Task to carry out -
Find every line in the records below that holds the word "output", and copy each one.

Record extracts -
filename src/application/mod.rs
//! Application layer: loading, scripted operations and rendering
//!
//! This layer orchestrates domain logic around file input and text output.

pub mod error;
pub mod error_ext;
pub mod loader;
pub mod ops;
pub mod render;

pub use error::{ApplicationError, ApplicationResult};
pub use error_ext::{IoResultExt, ParseResultExt};
pub use loader::{load_items, load_tree, parse_items, InputFormat};
pub use ops::{apply_all, Operation};
use clap::{CommandFactory, Parser};
use checktree::cli::args::Cli;
use checktree::cli::commands::execute_command;
use checktree::cli::output;
use tracing::level_filters::LevelFilter;
use tracing_subscriber::fmt::format::FmtSpan;
use tracing_subscriber::layer::SubscriberExt;
use tracing_subscriber::util::SubscriberInitExt;
use tracing_subscriber::{fmt, Layer};

fn main() {
    let cli = Cli::parse();

    setup_logging(cli.debug);

    if cli.command.is_none() {
        let _ = Cli::command().print_help();
        std::process::exit(checktree::exitcode::USAGE);
    }

    if let Err(e) = execute_command(&cli) {
        output::error(&e);
        std::process::exit(e.exit_code());
    }
}

fn setup_logging(verbosity: u8) {
    let filter = match verbosity {
        0 => LevelFilter::WARN,
        1 => LevelFilter::INFO,
        2 => LevelFilter::DEBUG,
        3 => LevelFilter::TRACE,
        _ => {
            eprintln!("Don't be crazy, max is -d -d -d");
            LevelFilter::TRACE
        }
    };

    // Create a subscriber with formatted output directed to stderr
    let fmt_layer = fmt::layer()
        .with_writer(std::io::stderr)
        .with_target(true)
        .with_thread_names(false)
        .with_span_events(FmtSpan::CLOSE);

    tracing_subscriber::registry()
        .with(fmt_layer.with_filter(filter))
        .init();

    match filter {
        LevelFilter::INFO => tracing::info!("Debug mode: info"),
        LevelFilter::DEBUG => tracing::debug!("Debug mode: debug"),
        LevelFilter::TRACE => tracing::debug!("Debug mode: trace"),
        _ => {}
    }
}

#[cfg(test)]
mod tests {
    use super::*;

    // https://docs.rs/clap/latest/clap/_derive/_tutorial/index.html#testing
    #[test]
    fn verify_cli() {
        Cli::command().debug_assert();
    }
}
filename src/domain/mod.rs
//! Domain layer: the checkbox tree model
//!
//! This layer is independent of external concerns (no I/O, no CLI, no config loading).

pub mod arena;
pub mod error;
pub mod events;
pub mod item;
pub mod snapshot;
pub mod tree;

pub use arena::{FlattenIter, TreeArena, TreeNode};
pub use error::{DomainError, DomainResult};
pub use events::{ObserverId, TreeEvent, TreeObserver};
pub use item::{NodeId, Payload, TreeDataItem};
pub use snapshot::{fingerprint, NodeSnapshot};
pub use tree::CheckTree;
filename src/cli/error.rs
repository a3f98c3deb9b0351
//! CLI-level errors (wraps application errors)

use thiserror::Error;

use crate::application::ApplicationError;
use crate::domain::DomainError;

/// CLI errors are the top-level error type.
/// These are what get displayed to the user.
#[derive(Error, Debug)]
pub enum CliError {
    #[error("{0}")]
    Application(#[from] ApplicationError),

    #[error("invalid arguments: {0}")]
    InvalidArgs(String),

    #[error("{0}")]
    Usage(String),
}

/// Result type for CLI operations.
pub type CliResult<T> = Result<T, CliError>;

impl CliError {
    /// Get the appropriate exit code for this error.
    pub fn exit_code(&self) -> i32 {
        match self {
            CliError::InvalidArgs(_) | CliError::Usage(_) => crate::exitcode::USAGE,
            CliError::Application(e) => match e {
                ApplicationError::InvalidInput { .. } => crate::exitcode::DATAERR,
                ApplicationError::Domain(DomainError::InvalidOperation { .. }) => {
                    crate::exitcode::DATAERR
                }
                ApplicationError::Domain(DomainError::NodeNotFound(_)) => crate::exitcode::DATAERR,
                ApplicationError::Config { .. } => crate::exitcode::CONFIG,
                ApplicationError::Render { .. } => crate::exitcode::SOFTWARE,
                ApplicationError::OperationFailed { .. } => crate::exitcode::NOINPUT,
            },
        }
    }
}
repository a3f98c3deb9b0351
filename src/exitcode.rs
//! Standard exit codes (BSD sysexits.h compatible)

/// Successful termination
pub const OK: i32 = 0;

/// Command line usage error
pub const USAGE: i32 = 64;

/// Data format error (malformed tree input or operation)
pub const DATAERR: i32 = 65;

/// Cannot open input
pub const NOINPUT: i32 = 66;

/// Internal software error (output could not be produced)
pub const SOFTWARE: i32 = 70;

/// Configuration error
pub const CONFIG: i32 = 78;
//! Shared test setup: one global tracing subscriber for all tests

use std::sync::Once;
use tracing::debug;
use tracing_subscriber::{fmt::format::FmtSpan, EnvFilter};

static TEST_SETUP: Once = Once::new();

/// Install a test-writer subscriber once per process.
///
/// Honors `RUST_LOG`; defaults to `checktree=debug`.
pub fn init_test_setup() {
    TEST_SETUP.call_once(|| {
        let env_filter =
            EnvFilter::try_from_default_env().unwrap_or_else(|_| EnvFilter::new("checktree=debug"));

        let result = tracing_subscriber::fmt()
            .with_env_filter(env_filter)
            .with_test_writer()
            .with_target(true)
            .with_span_events(FmtSpan::CLOSE)
            .try_init();

        match result {
            Ok(()) => debug!("test logging initialized"),
            Err(e) => eprintln!("tracing subscriber already set: {e}"),
        }
    });
}

#[cfg(test)]
mod tests {
    use super::*;

    #[test]
    fn given_repeated_calls_when_initializing_then_is_idempotent() {
        init_test_setup();
        init_test_setup();
    }
}
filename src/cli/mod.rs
//! CLI layer: argument parsing and command dispatch

pub mod args;
pub mod commands;
pub mod error;
pub mod output;

pub use args::{Cli, Commands};
pub use error::{CliError, CliResult};
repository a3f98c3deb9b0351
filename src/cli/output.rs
//! Terminal output formatting with colors
//!
//! Respects NO_COLOR, CLICOLOR, CLICOLOR_FORCE automatically.

use colored::Colorize;

use crate::application::render::{CheckState, RowParts};
use crate::config::Markers;

/// Print error (red bold "error:" prefix) to stderr
pub fn error(msg: &(impl std::fmt::Display + ?Sized)) {
    eprintln!("{}: {}", "error".red().bold(), msg);
}

/// Print section header (cyan bold)
pub fn header(msg: &(impl std::fmt::Display + ?Sized)) {
    println!("{}", msg.to_string().cyan().bold());
}

/// Print indented detail (no color)
pub fn detail(msg: &(impl std::fmt::Display + ?Sized)) {
    println!("  {}", msg);
}

/// Print plain output (no color, for data)
pub fn info(msg: &(impl std::fmt::Display + ?Sized)) {
    println!("{}", msg);
}

/// Print one tree row; the check marker is colored by state.
pub fn row(parts: &RowParts, markers: &Markers, color: bool) {
    if !color {
        println!("{}", parts.to_plain(markers));
        return;
    }

    let marker = parts.state.marker(markers);
    let marker = match parts.state {
        CheckState::Checked => marker.green().bold(),
        CheckState::Indeterminate => marker.yellow(),
        CheckState::Unchecked => marker.normal(),
    };
    let key = parts
        .key
        .as_ref()
        .map(|k| format!("  #{}", k).dimmed().to_string())
        .unwrap_or_default();

    println!(
        "{}{} {} {}{}",
        parts.indent,
        parts.toggle.cyan(),
        marker,
        parts.label,
        key
    );
}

Response to this task -
//! This layer orchestrates domain logic around file input and text output.
use checktree::cli::output;
        output::error(&e);
    // Create a subscriber with formatted output directed to stderr
/// Internal software error (output could not be produced)
pub mod output;
filename src/cli/output.rs
//! Terminal output formatting with colors
/// Print plain output (no color, for data)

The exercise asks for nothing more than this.